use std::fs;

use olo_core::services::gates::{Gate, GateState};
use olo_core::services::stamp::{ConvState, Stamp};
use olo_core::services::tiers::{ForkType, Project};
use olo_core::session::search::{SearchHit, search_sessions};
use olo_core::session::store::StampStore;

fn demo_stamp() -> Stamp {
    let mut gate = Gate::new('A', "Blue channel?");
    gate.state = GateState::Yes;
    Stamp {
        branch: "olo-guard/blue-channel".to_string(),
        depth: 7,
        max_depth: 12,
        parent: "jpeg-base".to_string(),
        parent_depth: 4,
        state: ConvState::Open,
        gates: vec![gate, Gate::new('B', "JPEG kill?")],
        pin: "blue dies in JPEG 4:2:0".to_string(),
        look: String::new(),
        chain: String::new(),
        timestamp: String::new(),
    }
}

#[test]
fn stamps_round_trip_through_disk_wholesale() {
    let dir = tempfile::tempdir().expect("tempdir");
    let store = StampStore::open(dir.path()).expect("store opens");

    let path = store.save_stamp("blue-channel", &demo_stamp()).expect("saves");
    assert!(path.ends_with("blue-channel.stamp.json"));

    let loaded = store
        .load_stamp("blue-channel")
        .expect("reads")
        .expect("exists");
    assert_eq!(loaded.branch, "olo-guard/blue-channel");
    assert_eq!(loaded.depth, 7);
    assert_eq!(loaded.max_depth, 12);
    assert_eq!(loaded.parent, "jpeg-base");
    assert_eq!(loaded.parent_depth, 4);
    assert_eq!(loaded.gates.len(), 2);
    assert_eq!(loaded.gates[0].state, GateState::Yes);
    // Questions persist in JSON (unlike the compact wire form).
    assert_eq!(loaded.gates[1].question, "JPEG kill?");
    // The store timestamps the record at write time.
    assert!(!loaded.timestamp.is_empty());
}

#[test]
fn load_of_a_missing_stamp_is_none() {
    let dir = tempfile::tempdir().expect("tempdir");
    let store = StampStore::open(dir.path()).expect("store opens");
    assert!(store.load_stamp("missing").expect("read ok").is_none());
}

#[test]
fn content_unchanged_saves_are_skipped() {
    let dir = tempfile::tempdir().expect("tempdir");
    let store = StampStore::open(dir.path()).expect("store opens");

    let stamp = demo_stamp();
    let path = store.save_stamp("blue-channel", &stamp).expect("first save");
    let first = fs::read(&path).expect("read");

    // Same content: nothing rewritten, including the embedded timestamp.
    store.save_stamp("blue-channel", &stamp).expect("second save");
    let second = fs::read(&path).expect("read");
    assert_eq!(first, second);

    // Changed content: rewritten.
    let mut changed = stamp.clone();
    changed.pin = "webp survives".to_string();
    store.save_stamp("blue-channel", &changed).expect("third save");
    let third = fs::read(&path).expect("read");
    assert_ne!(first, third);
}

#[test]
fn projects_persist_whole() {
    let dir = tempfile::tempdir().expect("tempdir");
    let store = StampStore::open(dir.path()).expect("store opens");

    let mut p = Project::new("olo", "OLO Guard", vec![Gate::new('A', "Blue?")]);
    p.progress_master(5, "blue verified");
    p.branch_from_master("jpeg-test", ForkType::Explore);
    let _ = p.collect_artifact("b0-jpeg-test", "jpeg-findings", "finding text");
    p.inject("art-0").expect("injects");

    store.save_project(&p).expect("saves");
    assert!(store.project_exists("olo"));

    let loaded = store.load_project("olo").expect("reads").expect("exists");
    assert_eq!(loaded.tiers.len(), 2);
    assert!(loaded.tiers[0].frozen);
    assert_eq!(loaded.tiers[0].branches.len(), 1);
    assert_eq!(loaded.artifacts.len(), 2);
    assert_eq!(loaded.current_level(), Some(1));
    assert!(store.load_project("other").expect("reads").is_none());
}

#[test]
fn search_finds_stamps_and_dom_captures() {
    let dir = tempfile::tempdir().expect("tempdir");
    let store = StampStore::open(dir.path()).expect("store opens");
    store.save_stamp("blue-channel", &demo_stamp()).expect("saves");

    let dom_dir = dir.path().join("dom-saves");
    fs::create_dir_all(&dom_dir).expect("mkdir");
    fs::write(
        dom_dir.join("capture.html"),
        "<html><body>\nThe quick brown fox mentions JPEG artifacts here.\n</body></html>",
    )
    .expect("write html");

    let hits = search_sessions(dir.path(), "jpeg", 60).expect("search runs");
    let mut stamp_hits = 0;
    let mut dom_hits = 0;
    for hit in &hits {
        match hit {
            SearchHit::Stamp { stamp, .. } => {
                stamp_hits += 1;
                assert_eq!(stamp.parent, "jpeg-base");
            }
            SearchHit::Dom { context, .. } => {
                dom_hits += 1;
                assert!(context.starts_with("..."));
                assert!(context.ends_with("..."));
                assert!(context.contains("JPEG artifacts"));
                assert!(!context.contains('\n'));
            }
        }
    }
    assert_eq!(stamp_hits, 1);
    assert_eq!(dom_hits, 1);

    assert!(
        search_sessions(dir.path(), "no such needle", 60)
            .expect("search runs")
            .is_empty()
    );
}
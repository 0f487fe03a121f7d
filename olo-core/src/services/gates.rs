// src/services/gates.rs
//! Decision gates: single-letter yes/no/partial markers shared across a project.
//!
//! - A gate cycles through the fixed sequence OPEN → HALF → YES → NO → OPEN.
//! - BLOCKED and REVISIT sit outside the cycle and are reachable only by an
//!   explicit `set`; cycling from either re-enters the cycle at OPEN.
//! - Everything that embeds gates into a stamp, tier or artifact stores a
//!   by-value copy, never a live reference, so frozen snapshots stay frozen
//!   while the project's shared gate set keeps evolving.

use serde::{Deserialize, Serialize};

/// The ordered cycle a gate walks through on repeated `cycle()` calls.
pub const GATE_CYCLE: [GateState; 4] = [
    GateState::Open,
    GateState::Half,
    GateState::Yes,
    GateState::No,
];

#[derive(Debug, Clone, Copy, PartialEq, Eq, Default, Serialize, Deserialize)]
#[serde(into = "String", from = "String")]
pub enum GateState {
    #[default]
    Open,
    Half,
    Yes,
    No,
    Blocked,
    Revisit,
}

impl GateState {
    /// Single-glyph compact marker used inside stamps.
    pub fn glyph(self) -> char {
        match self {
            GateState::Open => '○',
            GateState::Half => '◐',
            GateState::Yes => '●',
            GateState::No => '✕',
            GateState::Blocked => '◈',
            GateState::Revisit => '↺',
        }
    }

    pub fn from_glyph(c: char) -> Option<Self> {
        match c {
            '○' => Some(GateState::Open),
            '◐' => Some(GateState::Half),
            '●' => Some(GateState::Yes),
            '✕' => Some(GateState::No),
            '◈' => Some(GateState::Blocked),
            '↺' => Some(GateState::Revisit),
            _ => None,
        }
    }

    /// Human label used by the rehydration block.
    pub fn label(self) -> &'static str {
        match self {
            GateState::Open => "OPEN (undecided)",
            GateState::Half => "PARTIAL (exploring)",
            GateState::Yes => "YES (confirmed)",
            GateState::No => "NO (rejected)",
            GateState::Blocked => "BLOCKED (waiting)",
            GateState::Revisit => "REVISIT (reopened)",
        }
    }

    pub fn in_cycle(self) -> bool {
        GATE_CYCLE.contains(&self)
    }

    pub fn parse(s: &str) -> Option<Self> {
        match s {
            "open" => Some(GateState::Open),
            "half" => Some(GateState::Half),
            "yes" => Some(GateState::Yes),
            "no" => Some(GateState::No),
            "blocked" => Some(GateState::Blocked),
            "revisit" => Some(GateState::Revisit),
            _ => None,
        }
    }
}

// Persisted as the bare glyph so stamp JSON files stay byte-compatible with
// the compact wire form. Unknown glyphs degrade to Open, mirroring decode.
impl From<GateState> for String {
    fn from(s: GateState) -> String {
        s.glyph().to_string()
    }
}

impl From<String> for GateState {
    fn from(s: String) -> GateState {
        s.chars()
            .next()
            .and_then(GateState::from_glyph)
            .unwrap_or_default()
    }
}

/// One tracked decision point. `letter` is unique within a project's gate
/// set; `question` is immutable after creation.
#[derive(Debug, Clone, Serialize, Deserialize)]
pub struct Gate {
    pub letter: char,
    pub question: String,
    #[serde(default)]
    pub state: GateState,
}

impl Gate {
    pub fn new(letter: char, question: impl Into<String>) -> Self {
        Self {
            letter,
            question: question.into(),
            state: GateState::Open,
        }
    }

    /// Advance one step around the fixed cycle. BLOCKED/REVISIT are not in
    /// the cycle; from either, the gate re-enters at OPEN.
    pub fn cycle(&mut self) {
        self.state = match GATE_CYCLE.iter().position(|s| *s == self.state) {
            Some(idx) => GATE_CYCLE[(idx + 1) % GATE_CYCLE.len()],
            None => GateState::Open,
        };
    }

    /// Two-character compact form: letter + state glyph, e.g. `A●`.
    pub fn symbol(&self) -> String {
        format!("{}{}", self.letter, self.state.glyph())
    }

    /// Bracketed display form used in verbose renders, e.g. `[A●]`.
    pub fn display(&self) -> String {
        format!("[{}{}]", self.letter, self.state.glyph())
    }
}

+ + + +

**Problem statement:** If a line above holds the string "runs", return it as it stands.

**Exercise solution:**
    let hits = search_sessions(dir.path(), "jpeg", 60).expect("search runs");
            .expect("search runs")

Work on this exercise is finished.